---------- Provided information

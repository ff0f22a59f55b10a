use crate::error::MessageError;
use crate::message_type::MessageType;
use crate::payload::Payload;
use crate::types::MessageId;
use serde::{Deserialize, Serialize};
use serde_json::Value;

/// One wire message. Immutable once constructed; outbound envelopes get a
/// generated id and timestamp, inbound envelopes carry whatever the peer sent.
#[derive(Debug, Clone, PartialEq)]
pub struct Envelope {
	pub id: MessageId,
	pub message_type: MessageType,
	/// Epoch milliseconds
	pub timestamp: i64,
	pub user_id: Option<String>,
	pub room: Option<String>,
	pub payload: Payload,
}

/// Wire shape of the envelope before payload decoding
#[derive(Debug, Serialize, Deserialize)]
#[serde(rename_all = "camelCase")]
struct RawEnvelope {
	id: MessageId,
	#[serde(rename = "type")]
	message_type: MessageType,
	timestamp: i64,
	#[serde(skip_serializing_if = "Option::is_none")]
	user_id: Option<String>,
	#[serde(skip_serializing_if = "Option::is_none")]
	room: Option<String>,
	#[serde(skip_serializing_if = "Option::is_none")]
	data: Option<Value>,
}

impl Envelope {
	/// Construct an outbound envelope with generated id and current timestamp.
	///
	/// The payload variant must belong to `message_type`'s family; mixing
	/// them up is a programming error, not a runtime condition.
	#[must_use]
	pub fn new(message_type: MessageType, payload: Payload) -> Self {
		debug_assert!(payload.matches(&message_type), "payload variant does not belong to {message_type}");
		Self {
			id: MessageId::generate(),
			message_type,
			timestamp: chrono::Utc::now().timestamp_millis(),
			user_id: None,
			room: None,
			payload,
		}
	}

	#[must_use]
	pub fn with_room(mut self, room: impl Into<String>) -> Self {
		self.room = Some(room.into());
		self
	}

	#[must_use]
	pub fn with_user(mut self, user_id: impl Into<String>) -> Self {
		self.user_id = Some(user_id.into());
		self
	}

	#[must_use]
	pub fn with_id(mut self, id: impl Into<MessageId>) -> Self {
		self.id = id.into();
		self
	}

	/// Parse an inbound frame.
	///
	/// A frame that fails to deserialize, or whose `type` is not a string,
	/// is malformed. Absent `data` is tolerated as `{}`. An unknown `type`
	/// parses fine and carries its data raw.
	pub fn parse(text: &str) -> Result<Self, MessageError> {
		let raw: RawEnvelope = serde_json::from_str(text).map_err(|e| MessageError::Malformed(e.to_string()))?;
		let data = raw.data.unwrap_or_else(|| Value::Object(serde_json::Map::new()));
		let payload = Payload::decode(&raw.message_type, data)?;

		Ok(Self {
			id: raw.id,
			message_type: raw.message_type,
			timestamp: raw.timestamp,
			user_id: raw.user_id,
			room: raw.room,
			payload,
		})
	}

	/// Serialize to the JSON wire form
	pub fn to_json(&self) -> Result<String, MessageError> {
		let raw = RawEnvelope {
			id: self.id.clone(),
			message_type: self.message_type.clone(),
			timestamp: self.timestamp,
			user_id: self.user_id.clone(),
			room: self.room.clone(),
			data: Some(self.payload.encode()?),
		};
		Ok(serde_json::to_string(&raw)?)
	}
}

#[cfg(test)]
mod tests {
	use super::*;
	use crate::payload::{ChatMessageData, PresenceData, PresenceStatus};
	use serde_json::json;

	#[test]
	fn test_round_trip_chat_message() {
		let envelope = Envelope::new(MessageType::ChatMessage, Payload::Chat(ChatMessageData::new("namaste").unwrap()))
			.with_room("general")
			.with_user("u42");

		let text = envelope.to_json().unwrap();
		let parsed = Envelope::parse(&text).unwrap();
		assert_eq!(parsed, envelope);
	}

	#[test]
	fn test_round_trip_presence() {
		let envelope = Envelope::new(
			MessageType::PresenceUpdate,
			Payload::Presence(PresenceData {
				user_id: "u1".to_string(),
				status: PresenceStatus::Busy,
				last_seen: None,
				custom_status: Some("in meditation".to_string()),
			}),
		);

		let parsed = Envelope::parse(&envelope.to_json().unwrap()).unwrap();
		assert_eq!(parsed, envelope);
	}

	#[test]
	fn test_missing_data_is_tolerated() {
		let text = json!({ "id": "m1", "type": "ping", "timestamp": 1000 }).to_string();
		let envelope = Envelope::parse(&text).unwrap();
		assert_eq!(envelope.message_type, MessageType::Ping);
		assert_eq!(envelope.payload, Payload::empty());
	}

	#[test]
	fn test_unknown_type_parses_as_passthrough() {
		let text = json!({
			"id": "m2",
			"type": "mystery_blob",
			"timestamp": 2000,
			"data": { "x": 1 }
		})
		.to_string();

		let envelope = Envelope::parse(&text).unwrap();
		assert_eq!(envelope.message_type, MessageType::Other("mystery_blob".to_string()));
		assert_eq!(envelope.payload, Payload::Raw(json!({ "x": 1 })));
	}

	#[test]
	fn test_non_string_type_is_malformed() {
		let text = json!({ "id": "m3", "type": 7, "timestamp": 3000 }).to_string();
		assert!(matches!(Envelope::parse(&text), Err(MessageError::Malformed(_))));
	}

	#[test]
	fn test_garbage_frame_is_malformed() {
		assert!(matches!(Envelope::parse("{nope"), Err(MessageError::Malformed(_))));
	}
}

--------------------

* [Exercise aim]: Your task is to restate the material above word for word.

* [Output]:
repository ff0f22a59f55b10a
use crate::error::MessageError;
use crate::message_type::MessageType;
use crate::payload::Payload;
use crate::types::MessageId;
use serde::{Deserialize, Serialize};
use serde_json::Value;

/// One wire message. Immutable once constructed; outbound envelopes get a
/// generated id and timestamp, inbound envelopes carry whatever the peer sent.
#[derive(Debug, Clone, PartialEq)]
pub struct Envelope {
	pub id: MessageId,
	pub message_type: MessageType,
	/// Epoch milliseconds
	pub timestamp: i64,
	pub user_id: Option<String>,
	pub room: Option<String>,
	pub payload: Payload,
}

/// Wire shape of the envelope before payload decoding
#[derive(Debug, Serialize, Deserialize)]
#[serde(rename_all = "camelCase")]
struct RawEnvelope {
	id: MessageId,
	#[serde(rename = "type")]
	message_type: MessageType,
	timestamp: i64,
	#[serde(skip_serializing_if = "Option::is_none")]
	user_id: Option<String>,
	#[serde(skip_serializing_if = "Option::is_none")]
	room: Option<String>,
	#[serde(skip_serializing_if = "Option::is_none")]
	data: Option<Value>,
}

impl Envelope {
	/// Construct an outbound envelope with generated id and current timestamp.
	///
	/// The payload variant must belong to `message_type`'s family; mixing
	/// them up is a programming error, not a runtime condition.
	#[must_use]
	pub fn new(message_type: MessageType, payload: Payload) -> Self {
		debug_assert!(payload.matches(&message_type), "payload variant does not belong to {message_type}");
		Self {
			id: MessageId::generate(),
			message_type,
			timestamp: chrono::Utc::now().timestamp_millis(),
			user_id: None,
			room: None,
			payload,
		}
	}

	#[must_use]
	pub fn with_room(mut self, room: impl Into<String>) -> Self {
		self.room = Some(room.into());
		self
	}

	#[must_use]
	pub fn with_user(mut self, user_id: impl Into<String>) -> Self {
		self.user_id = Some(user_id.into());
		self
	}

	#[must_use]
	pub fn with_id(mut self, id: impl Into<MessageId>) -> Self {
		self.id = id.into();
		self
	}

	/// Parse an inbound frame.
	///
	/// A frame that fails to deserialize, or whose `type` is not a string,
	/// is malformed. Absent `data` is tolerated as `{}`. An unknown `type`
	/// parses fine and carries its data raw.
	pub fn parse(text: &str) -> Result<Self, MessageError> {
		let raw: RawEnvelope = serde_json::from_str(text).map_err(|e| MessageError::Malformed(e.to_string()))?;
		let data = raw.data.unwrap_or_else(|| Value::Object(serde_json::Map::new()));
		let payload = Payload::decode(&raw.message_type, data)?;

		Ok(Self {
			id: raw.id,
			message_type: raw.message_type,
			timestamp: raw.timestamp,
			user_id: raw.user_id,
			room: raw.room,
			payload,
		})
	}

	/// Serialize to the JSON wire form
	pub fn to_json(&self) -> Result<String, MessageError> {
		let raw = RawEnvelope {
			id: self.id.clone(),
			message_type: self.message_type.clone(),
			timestamp: self.timestamp,
			user_id: self.user_id.clone(),
			room: self.room.clone(),
			data: Some(self.payload.encode()?),
		};
		Ok(serde_json::to_string(&raw)?)
	}
}

#[cfg(test)]
mod tests {
	use super::*;
	use crate::payload::{ChatMessageData, PresenceData, PresenceStatus};
	use serde_json::json;

	#[test]
	fn test_round_trip_chat_message() {
		let envelope = Envelope::new(MessageType::ChatMessage, Payload::Chat(ChatMessageData::new("namaste").unwrap()))
			.with_room("general")
			.with_user("u42");

		let text = envelope.to_json().unwrap();
		let parsed = Envelope::parse(&text).unwrap();
		assert_eq!(parsed, envelope);
	}

	#[test]
	fn test_round_trip_presence() {
		let envelope = Envelope::new(
			MessageType::PresenceUpdate,
			Payload::Presence(PresenceData {
				user_id: "u1".to_string(),
				status: PresenceStatus::Busy,
				last_seen: None,
				custom_status: Some("in meditation".to_string()),
			}),
		);

		let parsed = Envelope::parse(&envelope.to_json().unwrap()).unwrap();
		assert_eq!(parsed, envelope);
	}

	#[test]
	fn test_missing_data_is_tolerated() {
		let text = json!({ "id": "m1", "type": "ping", "timestamp": 1000 }).to_string();
		let envelope = Envelope::parse(&text).unwrap();
		assert_eq!(envelope.message_type, MessageType::Ping);
		assert_eq!(envelope.payload, Payload::empty());
	}

	#[test]
	fn test_unknown_type_parses_as_passthrough() {
		let text = json!({
			"id": "m2",
			"type": "mystery_blob",
			"timestamp": 2000,
			"data": { "x": 1 }
		})
		.to_string();

		let envelope = Envelope::parse(&text).unwrap();
		assert_eq!(envelope.message_type, MessageType::Other("mystery_blob".to_string()));
		assert_eq!(envelope.payload, Payload::Raw(json!({ "x": 1 })));
	}

	#[test]
	fn test_non_string_type_is_malformed() {
		let text = json!({ "id": "m3", "type": 7, "timestamp": 3000 }).to_string();
		assert!(matches!(Envelope::parse(&text), Err(MessageError::Malformed(_))));
	}

	#[test]
	fn test_garbage_frame_is_malformed() {
		assert!(matches!(Envelope::parse("{nope"), Err(MessageError::Malformed(_))));
	}
}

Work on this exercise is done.